Александр Тимофеевский-младший: Папа, это ровно тот вопрос, который тебе должны были задавать в КГБ, именно этот. И то, что сейчас сказал Иван Никитич, - это было твое алиби перед ними, то, что ты сейчас не можешь вспомнить.

Иван Толстой: Хорошенько вспоминайте, Александр Павлович.

Александр Тимофеевский: Дело в том, что прошло 50 лет, а КГБ меня горячего, тепленького спрашивал. Сказать им, что я не помню… В Душанбе был замечательный разговор в КГБ, там мы говорили об искусстве, о поэзии, о современном кинематографе. И там тоже это длилось без конца. А когда я очень сильно устал: “А как вы относитесь к Фадееву?”. И тут я понял, что все, мышеловка захлопнулась, потому что система жива.

Иван Толстой: Въедливо читали.

Александр Тимофеевский: Они мне сказали: “Нам прочесть стихотворение или вы его прочтете?”. Я говорю: “Я сам прочту”. Тогда у меня была память очень хорошая, легко прочел.

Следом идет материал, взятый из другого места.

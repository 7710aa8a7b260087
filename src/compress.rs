//! Zlib compression for patch payloads.
//!
//! Encoding uses a one-shot deflate of the whole patch body; decoding
//! uses a streaming [`Inflater`] because the remote side compresses the
//! body as a single zlib stream and then splits it across up to 255
//! sequence messages. The inflater must therefore survive from the first
//! message of a sequence to the last, feeding each chunk into the same
//! stream.

use std::fmt;
use std::io::Write;

use flate2::write::ZlibEncoder;
use flate2::{Compression, Decompress, FlushDecompress, Status};
use thiserror::Error;

/// Decompression failed; the containing patch sequence is unusable.
#[derive(Debug, Error)]
#[error("corrupt compressed patch data: {0}")]
pub struct InflateError(#[from] flate2::DecompressError);

/// Compress `data` as a single zlib stream.
///
/// Returns `None` if the encoder fails, letting callers fall back to an
/// uncompressed encoding instead of propagating an error.
pub fn deflate(data: &[u8]) -> Option<Vec<u8>> {
    let mut encoder = ZlibEncoder::new(Vec::new(), Compression::default());
    encoder.write_all(data).ok()?;
    encoder.finish().ok()
}

/// Streaming zlib decompressor for one patch sequence.
pub struct Inflater {
    inner: Decompress,
}

impl Inflater {
    pub fn new() -> Self {
        Inflater {
            inner: Decompress::new(true),
        }
    }

    /// Feed one compressed chunk into the stream, returning the bytes it
    /// produced.
    ///
    /// A chunk may end mid-symbol; whatever state is pending stays inside
    /// the decompressor until the next call. Input past the end of the
    /// zlib stream is ignored.
    pub fn inflate(&mut self, chunk: &[u8]) -> Result<Vec<u8>, InflateError> {
        let mut out = Vec::with_capacity(chunk.len().saturating_mul(4).max(64));
        let mut consumed = 0;
        loop {
            if out.len() == out.capacity() {
                out.reserve(out.capacity().max(64));
            }
            let before_in = self.inner.total_in();
            let before_out = self.inner.total_out();
            let status =
                self.inner
                    .decompress_vec(&chunk[consumed..], &mut out, FlushDecompress::Sync)?;
            consumed += (self.inner.total_in() - before_in) as usize;
            let produced = self.inner.total_out() - before_out;
            if status == Status::StreamEnd {
                break;
            }
            if produced == 0 && self.inner.total_in() == before_in {
                // No forward progress with spare output available, so the
                // stream needs input we do not have yet.
                break;
            }
        }
        Ok(out)
    }
}

impl Default for Inflater {
    fn default() -> Self {
        Self::new()
    }
}

impl fmt::Debug for Inflater {
    fn fmt(&self, f: &mut fmt::Formatter<'_>) -> fmt::Result {
        write!(
            f,
            "Inflater {{ in: {}, out: {} }}",
            self.inner.total_in(),
            self.inner.total_out()
        )
    }
}

#[cfg(test)]
mod tests {
    use super::*;

    #[test]
    fn test_deflate_inflate_round_trip() {
        let data: Vec<u8> = (0..2000u32).map(|i| (i % 251) as u8).collect();
        let packed = deflate(&data).unwrap();
        assert!(packed.len() < data.len());

        let mut inflater = Inflater::new();
        let restored = inflater.inflate(&packed).unwrap();
        assert_eq!(restored, data);
    }

    #[test]
    fn test_inflate_across_split_chunks() {
        // One stream cut at an arbitrary byte boundary must reassemble.
        let data = vec![7u8; 10_000];
        let packed = deflate(&data).unwrap();
        let cut = packed.len() / 3;

        let mut inflater = Inflater::new();
        let mut restored = inflater.inflate(&packed[..cut]).unwrap();
        restored.extend(inflater.inflate(&packed[cut..]).unwrap());
        assert_eq!(restored, data);
    }

    #[test]
    fn test_inflate_many_tiny_chunks() {
        let data: Vec<u8> = (0..5000u32).map(|i| (i / 7) as u8).collect();
        let packed = deflate(&data).unwrap();

        let mut inflater = Inflater::new();
        let mut restored = Vec::new();
        for chunk in packed.chunks(3) {
            restored.extend(inflater.inflate(chunk).unwrap());
        }
        assert_eq!(restored, data);
    }

    #[test]
    fn test_inflate_rejects_garbage() {
        let mut inflater = Inflater::new();
        assert!(inflater.inflate(&[0xAB, 0xCD, 0xEF, 0x01]).is_err());
    }

    #[test]
    fn test_inflate_empty_chunk_is_noop() {
        let mut inflater = Inflater::new();
        assert_eq!(inflater.inflate(&[]).unwrap(), Vec::<u8>::new());
    }
}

Иван Толстой: С выражением прочли?

Александр Тимофеевский: С выражением. Там дело шло вот как: в этом чемодане... Почему решил чемодан? Потому что мне предъявляли другие стихи, там были стихи Слуцкого, там были стихи Коржавина, с которым я был хорошо знаком, стихи, которые я любил. Кстати, вы в начале спросили, наверное, некоторым образом Коржавин был моим учителем, если можно так высокопарно говорить, моим учителем как гражданского поэта, если позволительно так высказаться, хотя не хотелось бы.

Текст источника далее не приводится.